À l’origine de ce projet, Viviane Reding (en photo ci-contre), commissaire européen en charge de la Justice et ancienne journaliste. Le texte pourrait s’appliquer aux entreprises offrant des biens et services aux consommateurs de l'Union européenne, même si leurs serveurs sont basés en dehors de l'Union européenne. Autrement dit, il empêcherait les sociétés du Web situées en dehors de l'UE de collecter des données personnelles sur les internautes en Europe, puis de se soustraire à la législation européenne en les stockant à l'étranger.
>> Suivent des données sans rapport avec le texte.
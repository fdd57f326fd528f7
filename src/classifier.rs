use std::net::IpAddr;

use serde::Serialize;

use crate::{identity::NetworkIdentitySnapshot, probe::ProbeOutcome};

#[derive(Debug, Clone, Copy, PartialEq, Eq, Hash, Serialize)]
#[serde(rename_all = "SCREAMING_SNAKE_CASE")]
pub enum Verdict {
    /// Reachable and egresses from a different address than ours.
    Active,
    /// Reachable, but our own address (or none at all) shows through.
    Inactive,
    /// No strategy produced a parseable answer.
    Unreachable,
}

impl Verdict {
    pub fn as_str(self) -> &'static str {
        match self {
            Verdict::Active => "ACTIVE",
            Verdict::Inactive => "INACTIVE",
            Verdict::Unreachable => "UNREACHABLE",
        }
    }

    pub fn message(self) -> &'static str {
        match self {
            Verdict::Active => "proxy relays traffic and hides the caller's address",
            Verdict::Inactive => "proxy answered but does not hide the caller's address",
            Verdict::Unreachable => "proxy could not be reached or returned no usable data",
        }
    }
}

impl std::fmt::Display for Verdict {
    fn fmt(&self, f: &mut std::fmt::Formatter<'_>) -> std::fmt::Result {
        f.write_str(self.as_str())
    }
}

pub fn classify(baseline: &NetworkIdentitySnapshot, outcome: &ProbeOutcome) -> Verdict {
    match outcome {
        ProbeOutcome::NoResponse(_) => Verdict::Unreachable,
        ProbeOutcome::Responded(snapshot) => {
            match (&baseline.observed_ip, &snapshot.observed_ip) {
                (Some(ours), Some(theirs)) if !same_address(ours, theirs) => Verdict::Active,
                _ => Verdict::Inactive,
            }
        }
    }
}

fn same_address(a: &str, b: &str) -> bool {
    match (a.parse::<IpAddr>(), b.parse::<IpAddr>()) {
        (Ok(a), Ok(b)) => a == b,
        _ => a.eq_ignore_ascii_case(b),
    }
}

#[cfg(test)]
mod tests {
    use super::*;
    use crate::probe::StrategyError;

    fn snapshot(ip: &str) -> NetworkIdentitySnapshot {
        NetworkIdentitySnapshot::with_ip(ip)
    }

    #[test]
    fn no_response_is_unreachable() {
        for baseline in [snapshot("9.9.9.9"), NetworkIdentitySnapshot::default()] {
            assert_eq!(
                classify(&baseline, &ProbeOutcome::NoResponse(vec![])),
                Verdict::Unreachable
            );
            let errors = vec![StrategyError::new("http-direct", "refused")];
            assert_eq!(
                classify(&baseline, &ProbeOutcome::NoResponse(errors)),
                Verdict::Unreachable
            );
        }
    }

    #[test]
    fn different_egress_is_active() {
        let pairs = [("9.9.9.9", "5.5.5.5"), ("2001:db8::1", "2001:db8::2"), ("9.9.9.9", "::1")];
        for (ours, theirs) in pairs {
            assert_eq!(
                classify(&snapshot(ours), &ProbeOutcome::Responded(snapshot(theirs))),
                Verdict::Active
            );
        }
    }

    #[test]
    fn identical_snapshot_is_never_active() {
        let mut full = snapshot("9.9.9.9");
        full.country = Some("US".into());
        full.asn = Some(13335);
        for s in [full, snapshot("9.9.9.9"), NetworkIdentitySnapshot::default()] {
            assert_eq!(
                classify(&s, &ProbeOutcome::Responded(s.clone())),
                Verdict::Inactive
            );
        }
    }

    #[test]
    fn equivalent_notations_are_the_same_address() {
        let verdict = classify(
            &snapshot("2001:db8::1"),
            &ProbeOutcome::Responded(snapshot("2001:0db8:0000::0001")),
        );
        assert_eq!(verdict, Verdict::Inactive);
    }

    #[test]
    fn missing_egress_ip_is_inactive() {
        let mut probe = NetworkIdentitySnapshot::default();
        probe.country = Some("US".into());
        assert_eq!(
            classify(&snapshot("9.9.9.9"), &ProbeOutcome::Responded(probe)),
            Verdict::Inactive
        );
    }

    #[test]
    fn verdict_serializes_upper_case() {
        assert_eq!(serde_json::to_string(&Verdict::Active).unwrap(), "\"ACTIVE\"");
        assert_eq!(Verdict::Unreachable.to_string(), "UNREACHABLE");
    }
}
Les principales innovations du projet de directive relatif à l'oubli numérique :
- Les entreprises devront obtenir le consentement des utilisateurs en des termes "clairs" pour recueillir les données, et leur expliquer comment elles seront stockées, combien de temps et à quelles fins.
- Les compagnies éditant des sites internet devront recruter des responsables chargés du respect des données personnelles.
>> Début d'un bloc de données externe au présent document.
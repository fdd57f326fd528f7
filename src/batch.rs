//! Verifying a bounded list of candidates.
//!
//! Raw input is split on newlines and commas into tokens, capped, and every token
//! yields exactly one [`VerificationResult`], in input order. A token that cannot be
//! read as `host:port` or `host,port` becomes an INVALID_FORMAT entry without
//! costing a probe, and a failing check is recorded on its own entry.

use std::{net::Ipv6Addr, panic::AssertUnwindSafe, sync::Arc};

use futures_util::{stream, FutureExt, StreamExt};
use serde::Serialize;
use tokio::time::Instant;
use tokio_util::sync::CancellationToken;

use crate::{
    checker::Checker,
    error::CheckError,
    proxy::{ProxyCandidate, VerificationResult},
    utils::elapsed_ms,
};

#[derive(Debug, Clone, PartialEq, Serialize)]
#[serde(rename_all = "camelCase")]
pub struct BatchResult {
    pub results: Vec<VerificationResult>,
    /// Tokens found in the input, including those dropped by the cap.
    pub total_requested: usize,
    pub total_processed: usize,
    pub total_elapsed_ms: u64,
}

impl BatchResult {
    pub fn truncated(&self) -> bool {
        self.total_requested > self.total_processed
    }
}

/// Splits a raw list into trimmed, non-empty tokens.
///
/// Lines holding a `:` are split further on commas and whitespace, so
/// `"1.2.3.4:80, 5.6.7.8:81"` is two tokens. A line without `:` is kept whole,
/// so `"5.6.7.8,443"` stays one `host,port` token, and so is a line that is a
/// single IPv6 `host,port` pair such as `"2001:db8::1,8080"`.
pub fn tokenize(raw: &str) -> Vec<String> {
    raw.lines()
        .map(str::trim)
        .filter(|line| !line.is_empty())
        .flat_map(|line| {
            if line.contains(':') && ipv6_comma_pair(line).is_none() {
                line.split(|c: char| c == ',' || c.is_whitespace())
                    .map(str::trim)
                    .filter(|token| !token.is_empty())
                    .map(String::from)
                    .collect::<Vec<_>>()
            } else {
                vec![line.to_string()]
            }
        })
        .collect()
}

/// `"2001:db8::1,8080"` as host and port. A bare IPv6 host never splits on `:`.
fn ipv6_comma_pair(token: &str) -> Option<(&str, &str)> {
    let (host, port) = token.rsplit_once(',')?;
    let host = host.trim();
    let unbracketed = host.trim_start_matches('[').trim_end_matches(']');
    unbracketed.parse::<Ipv6Addr>().ok()?;
    Some((host, port))
}

/// Reads a token as `host:port`, falling back to `host,port`.
pub fn parse_token(token: &str) -> Result<ProxyCandidate, CheckError> {
    let token = token.trim();
    let bare = token
        .strip_prefix("http://")
        .or_else(|| token.strip_prefix("https://"))
        .unwrap_or(token)
        .trim_end_matches('/');

    let (host, port) = ipv6_comma_pair(bare)
        .or_else(|| bare.rsplit_once(':'))
        .or_else(|| bare.split_once(','))
        .ok_or_else(|| CheckError::InvalidFormat(token.to_string()))?;
    let host = host.trim().trim_start_matches('[').trim_end_matches(']');
    let port = port.trim();
    if host.is_empty() || port.is_empty() {
        return Err(CheckError::InvalidFormat(token.to_string()));
    }
    ProxyCandidate::new(host, port)
}

#[derive(Debug, Clone)]
pub struct BatchOrchestrator {
    checker: Arc<Checker>,
    max_candidates: usize,
    concurrency: usize,
}

impl BatchOrchestrator {
    pub fn new(checker: Arc<Checker>, max_candidates: usize, concurrency: usize) -> Self {
        BatchOrchestrator {
            checker,
            max_candidates,
            concurrency: concurrency.max(1),
        }
    }

    pub async fn run_batch(&self, raw: &str, cancel: &CancellationToken) -> BatchResult {
        self.run_tokens(tokenize(raw), cancel).await
    }

    /// Like [`run_batch`](Self::run_batch) for input that arrives pre-split, e.g. a JSON array.
    /// Entries are tokenized individually.
    pub async fn run_entries(&self, entries: &[String], cancel: &CancellationToken) -> BatchResult {
        let tokens = entries.iter().flat_map(|entry| tokenize(entry)).collect();
        self.run_tokens(tokens, cancel).await
    }

    pub async fn run_tokens(&self, mut tokens: Vec<String>, cancel: &CancellationToken) -> BatchResult {
        let stime = Instant::now();
        let total_requested = tokens.len();
        if total_requested > self.max_candidates {
            log::warn!(
                "{} candidates requested, only the first {} are checked",
                total_requested,
                self.max_candidates
            );
            tokens.truncate(self.max_candidates);
        }

        // `buffered` keeps input order and bounds the number of checks in flight
        let results: Vec<VerificationResult> = stream::iter(tokens)
            .map(|token| self.verify_token(token, cancel))
            .buffered(self.concurrency)
            .collect()
            .await;

        let batch = BatchResult {
            total_requested,
            total_processed: results.len(),
            results,
            total_elapsed_ms: elapsed_ms(stime),
        };
        log::info!(
            "Finished checking {} of {} candidates. Runtime {}ms",
            batch.total_processed,
            batch.total_requested,
            batch.total_elapsed_ms
        );
        batch
    }

    async fn verify_token(&self, token: String, cancel: &CancellationToken) -> VerificationResult {
        let candidate = match parse_token(&token) {
            Ok(candidate) => candidate,
            Err(err) => {
                log::warn!("skipping {:?}: {}", token, err);
                return VerificationResult::invalid_format(token, &err);
            }
        };
        if cancel.is_cancelled() {
            return VerificationResult::failed(token, candidate, "cancelled".to_string(), 0);
        }

        let stime = Instant::now();
        let check = AssertUnwindSafe(self.checker.check(token.clone(), candidate.clone()));
        match check.catch_unwind().await {
            Ok(Ok(result)) => result,
            Ok(Err(err)) => {
                log::warn!("{} could not be checked: {}", candidate, err);
                VerificationResult::failed(token, candidate, err.to_string(), elapsed_ms(stime))
            }
            Err(_) => {
                log::error!("check of {} panicked", candidate);
                VerificationResult::failed(
                    token,
                    candidate,
                    "internal error while checking".to_string(),
                    elapsed_ms(stime),
                )
            }
        }
    }
}

#[cfg(test)]
mod tests {
    use super::*;

    #[test]
    fn tokenize_mixed_delimiters() {
        assert_eq!(
            tokenize("1.2.3.4:80\nnotaproxy\n5.6.7.8,443"),
            vec!["1.2.3.4:80", "notaproxy", "5.6.7.8,443"]
        );
        assert_eq!(
            tokenize("  1.1.1.1:80, 2.2.2.2:81\r\n\n\t3.3.3.3:82 4.4.4.4:83  \n"),
            vec!["1.1.1.1:80", "2.2.2.2:81", "3.3.3.3:82", "4.4.4.4:83"]
        );
        assert!(tokenize(" \n\r\n ").is_empty());
    }

    #[test]
    fn parse_colon_and_comma_forms() {
        let candidate = parse_token("1.2.3.4:80").unwrap();
        assert_eq!((candidate.host.as_str(), candidate.port.as_str()), ("1.2.3.4", "80"));

        let candidate = parse_token(" 5.6.7.8 , 443 ").unwrap();
        assert_eq!((candidate.host.as_str(), candidate.port.as_str()), ("5.6.7.8", "443"));

        let candidate = parse_token("http://proxy.example:3128/").unwrap();
        assert_eq!(candidate.to_string(), "proxy.example:3128");

        let candidate = parse_token("[2001:db8::1]:8080").unwrap();
        assert_eq!(candidate.host, "2001:db8::1");
        assert_eq!(candidate.to_string(), "[2001:db8::1]:8080");
    }

    #[test]
    fn ipv6_comma_pair_is_one_candidate() {
        assert_eq!(
            tokenize("2001:db8::1,8080\n[2001:db8::2], 3128\n1.1.1.1:80,2.2.2.2:81"),
            vec!["2001:db8::1,8080", "[2001:db8::2], 3128", "1.1.1.1:80", "2.2.2.2:81"]
        );

        let candidate = parse_token("2001:db8::1,8080").unwrap();
        assert_eq!((candidate.host.as_str(), candidate.port.as_str()), ("2001:db8::1", "8080"));
        let candidate = parse_token("[2001:db8::2], 3128").unwrap();
        assert_eq!(candidate.to_string(), "[2001:db8::2]:3128");
    }

    #[test]
    fn parse_rejects_single_component() {
        for token in ["notaproxy", "1.2.3.4:", ":80", ",443", "host,", ""] {
            assert!(
                matches!(parse_token(token), Err(CheckError::InvalidFormat(_))),
                "{:?} should be invalid",
                token
            );
        }
    }

    #[test]
    fn ports_stay_opaque() {
        let candidate = parse_token("proxy.example:http-alt").unwrap();
        assert_eq!(candidate.port, "http-alt");
    }
}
- Les Européens seraient garantis d’un "droit à l'oubli numérique", contraignant les réseaux sociaux à supprimer les données personnelles, photographies ou autres, sur simple demande des utilisateurs.
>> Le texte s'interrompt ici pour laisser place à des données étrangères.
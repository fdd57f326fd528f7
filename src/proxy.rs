use serde::Serialize;

use crate::{
    classifier::Verdict, error::CheckError, identity::NetworkIdentitySnapshot,
    utils::http::authority,
};

/// A proxy to verify. Host and port are opaque to this crate and handed to the network layer as-is.
#[derive(Debug, Clone, PartialEq, Eq, Serialize)]
pub struct ProxyCandidate {
    pub host: String,
    pub port: String,
}

impl ProxyCandidate {
    pub fn new(host: &str, port: &str) -> Result<Self, CheckError> {
        let host = host.trim();
        let port = port.trim();
        if host.is_empty() {
            return Err(CheckError::MissingParameter("ip"));
        }
        if port.is_empty() {
            return Err(CheckError::MissingParameter("port"));
        }
        Ok(ProxyCandidate {
            host: host.to_string(),
            port: port.to_string(),
        })
    }

    pub fn authority(&self) -> String {
        authority(&self.host, &self.port)
    }
}

impl std::fmt::Display for ProxyCandidate {
    fn fmt(&self, f: &mut std::fmt::Formatter<'_>) -> std::fmt::Result {
        write!(f, "{}", self.authority())
    }
}

/// Outcome of verifying one candidate. Built once and never mutated.
#[derive(Debug, Clone, PartialEq, Serialize)]
#[serde(rename_all = "camelCase")]
pub struct VerificationResult {
    /// Token the candidate was read from.
    pub input: String,
    /// `None` when `input` could not be read as a candidate.
    pub candidate: Option<ProxyCandidate>,
    /// `None` for INVALID_FORMAT entries.
    pub verdict: Option<Verdict>,
    pub baseline_identity: Option<NetworkIdentitySnapshot>,
    pub probe_identity: Option<NetworkIdentitySnapshot>,
    pub elapsed_ms: u64,
    #[serde(skip_serializing_if = "Option::is_none")]
    pub errors: Option<Vec<String>>,
}

impl VerificationResult {
    pub const INVALID_FORMAT: &'static str = "INVALID_FORMAT";

    pub fn invalid_format(input: String, error: &CheckError) -> Self {
        VerificationResult {
            input,
            candidate: None,
            verdict: None,
            baseline_identity: None,
            probe_identity: None,
            elapsed_ms: 0,
            errors: Some(vec![error.to_string()]),
        }
    }

    /// A candidate whose check could not complete, e.g. the baseline fetch failed.
    pub fn failed(input: String, candidate: ProxyCandidate, error: String, elapsed_ms: u64) -> Self {
        VerificationResult {
            input,
            candidate: Some(candidate),
            verdict: Some(Verdict::Unreachable),
            baseline_identity: None,
            probe_identity: None,
            elapsed_ms,
            errors: Some(vec![error]),
        }
    }

    pub fn status(&self) -> &'static str {
        self.verdict
            .map(Verdict::as_str)
            .unwrap_or(Self::INVALID_FORMAT)
    }
}

impl std::fmt::Display for VerificationResult {
    fn fmt(&self, f: &mut std::fmt::Formatter<'_>) -> std::fmt::Result {
        let egress = self
            .probe_identity
            .as_ref()
            .and_then(|identity| identity.observed_ip.as_deref())
            .unwrap_or("-");
        let country = self
            .probe_identity
            .as_ref()
            .and_then(|identity| identity.country.as_deref())
            .unwrap_or("--");
        write!(
            f,
            "<Proxy {} {} {} {}ms {}>",
            self.status(),
            country,
            egress,
            self.elapsed_ms,
            self.input
        )
    }
}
- Des amendes d'un montant maximal de 1 million d'euros pourraient sanctionner les contrevenants.
Retrouvez, ci-dessous, le message de Viviane Reding, commissaire européen en charge de la justice, sur la réforme des règles de protection des données personnelles :
"Do not track" : vers une navigation anonyme ?
Fin novembre 2011, le World Wide Web Consortium (W3C), organisme chargé de promouvoir les technologies du World Wide Web comme le HTML, a publié un premier brouillon de recommandations techniques visant à créer un standard de navigation "discrète" pour les internautes.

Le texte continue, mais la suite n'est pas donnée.